* Task prompt
Reproduce each record below exactly as written.

* Dataset entries
-- Opening Marker --
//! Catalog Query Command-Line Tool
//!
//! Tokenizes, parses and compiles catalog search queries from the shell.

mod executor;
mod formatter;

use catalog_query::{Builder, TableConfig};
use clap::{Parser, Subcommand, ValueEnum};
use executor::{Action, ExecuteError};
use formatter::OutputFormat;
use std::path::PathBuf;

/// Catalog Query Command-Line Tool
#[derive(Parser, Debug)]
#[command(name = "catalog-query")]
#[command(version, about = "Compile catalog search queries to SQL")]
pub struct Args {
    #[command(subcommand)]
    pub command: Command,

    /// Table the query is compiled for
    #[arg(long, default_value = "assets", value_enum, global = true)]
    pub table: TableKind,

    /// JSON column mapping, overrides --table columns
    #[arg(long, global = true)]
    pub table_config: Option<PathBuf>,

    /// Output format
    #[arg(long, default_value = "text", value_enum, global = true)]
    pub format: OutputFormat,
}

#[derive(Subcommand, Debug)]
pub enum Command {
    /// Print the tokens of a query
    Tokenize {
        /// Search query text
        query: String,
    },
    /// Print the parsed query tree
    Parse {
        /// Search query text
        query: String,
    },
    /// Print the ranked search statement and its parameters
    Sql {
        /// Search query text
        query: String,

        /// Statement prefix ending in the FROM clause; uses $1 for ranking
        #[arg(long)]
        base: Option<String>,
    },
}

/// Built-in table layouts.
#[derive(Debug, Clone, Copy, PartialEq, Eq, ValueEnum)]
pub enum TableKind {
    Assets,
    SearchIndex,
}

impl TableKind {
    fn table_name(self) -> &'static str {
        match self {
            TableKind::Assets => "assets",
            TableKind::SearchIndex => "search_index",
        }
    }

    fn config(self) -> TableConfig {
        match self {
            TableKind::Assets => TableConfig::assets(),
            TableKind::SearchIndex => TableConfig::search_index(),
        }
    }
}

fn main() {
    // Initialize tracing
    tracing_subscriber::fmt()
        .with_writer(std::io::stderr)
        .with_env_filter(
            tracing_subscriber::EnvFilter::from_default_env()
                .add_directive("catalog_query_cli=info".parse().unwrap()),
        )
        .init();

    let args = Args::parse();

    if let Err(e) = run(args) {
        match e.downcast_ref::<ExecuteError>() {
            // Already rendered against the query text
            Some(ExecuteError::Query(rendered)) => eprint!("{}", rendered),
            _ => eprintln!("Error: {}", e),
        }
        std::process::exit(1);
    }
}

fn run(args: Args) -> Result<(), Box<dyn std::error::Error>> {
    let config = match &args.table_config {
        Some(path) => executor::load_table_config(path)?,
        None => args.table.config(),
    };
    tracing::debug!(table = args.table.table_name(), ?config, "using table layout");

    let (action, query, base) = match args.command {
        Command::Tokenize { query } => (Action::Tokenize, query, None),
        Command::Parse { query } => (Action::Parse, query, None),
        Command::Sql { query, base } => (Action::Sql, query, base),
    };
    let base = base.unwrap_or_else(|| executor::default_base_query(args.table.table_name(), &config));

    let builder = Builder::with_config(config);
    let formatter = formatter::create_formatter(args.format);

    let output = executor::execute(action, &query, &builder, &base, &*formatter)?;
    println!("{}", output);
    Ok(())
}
-- Closing Marker --
* Written solution
//! Catalog Query Command-Line Tool
//!
//! Tokenizes, parses and compiles catalog search queries from the shell.

mod executor;
mod formatter;

use catalog_query::{Builder, TableConfig};
use clap::{Parser, Subcommand, ValueEnum};
use executor::{Action, ExecuteError};
use formatter::OutputFormat;
use std::path::PathBuf;

/// Catalog Query Command-Line Tool
#[derive(Parser, Debug)]
#[command(name = "catalog-query")]
#[command(version, about = "Compile catalog search queries to SQL")]
pub struct Args {
    #[command(subcommand)]
    pub command: Command,

    /// Table the query is compiled for
    #[arg(long, default_value = "assets", value_enum, global = true)]
    pub table: TableKind,

    /// JSON column mapping, overrides --table columns
    #[arg(long, global = true)]
    pub table_config: Option<PathBuf>,

    /// Output format
    #[arg(long, default_value = "text", value_enum, global = true)]
    pub format: OutputFormat,
}

#[derive(Subcommand, Debug)]
pub enum Command {
    /// Print the tokens of a query
    Tokenize {
        /// Search query text
        query: String,
    },
    /// Print the parsed query tree
    Parse {
        /// Search query text
        query: String,
    },
    /// Print the ranked search statement and its parameters
    Sql {
        /// Search query text
        query: String,

        /// Statement prefix ending in the FROM clause; uses $1 for ranking
        #[arg(long)]
        base: Option<String>,
    },
}

/// Built-in table layouts.
#[derive(Debug, Clone, Copy, PartialEq, Eq, ValueEnum)]
pub enum TableKind {
    Assets,
    SearchIndex,
}

impl TableKind {
    fn table_name(self) -> &'static str {
        match self {
            TableKind::Assets => "assets",
            TableKind::SearchIndex => "search_index",
        }
    }

    fn config(self) -> TableConfig {
        match self {
            TableKind::Assets => TableConfig::assets(),
            TableKind::SearchIndex => TableConfig::search_index(),
        }
    }
}

fn main() {
    // Initialize tracing
    tracing_subscriber::fmt()
        .with_writer(std::io::stderr)
        .with_env_filter(
            tracing_subscriber::EnvFilter::from_default_env()
                .add_directive("catalog_query_cli=info".parse().unwrap()),
        )
        .init();

    let args = Args::parse();

    if let Err(e) = run(args) {
        match e.downcast_ref::<ExecuteError>() {
            // Already rendered against the query text
            Some(ExecuteError::Query(rendered)) => eprint!("{}", rendered),
            _ => eprintln!("Error: {}", e),
        }
        std::process::exit(1);
    }
}

fn run(args: Args) -> Result<(), Box<dyn std::error::Error>> {
    let config = match &args.table_config {
        Some(path) => executor::load_table_config(path)?,
        None => args.table.config(),
    };
    tracing::debug!(table = args.table.table_name(), ?config, "using table layout");

    let (action, query, base) = match args.command {
        Command::Tokenize { query } => (Action::Tokenize, query, None),
        Command::Parse { query } => (Action::Parse, query, None),
        Command::Sql { query, base } => (Action::Sql, query, base),
    };
    let base = base.unwrap_or_else(|| executor::default_base_query(args.table.table_name(), &config));

    let builder = Builder::with_config(config);
    let formatter = formatter::create_formatter(args.format);

    let output = executor::execute(action, &query, &builder, &base, &*formatter)?;
    println!("{}", output);
    Ok(())
}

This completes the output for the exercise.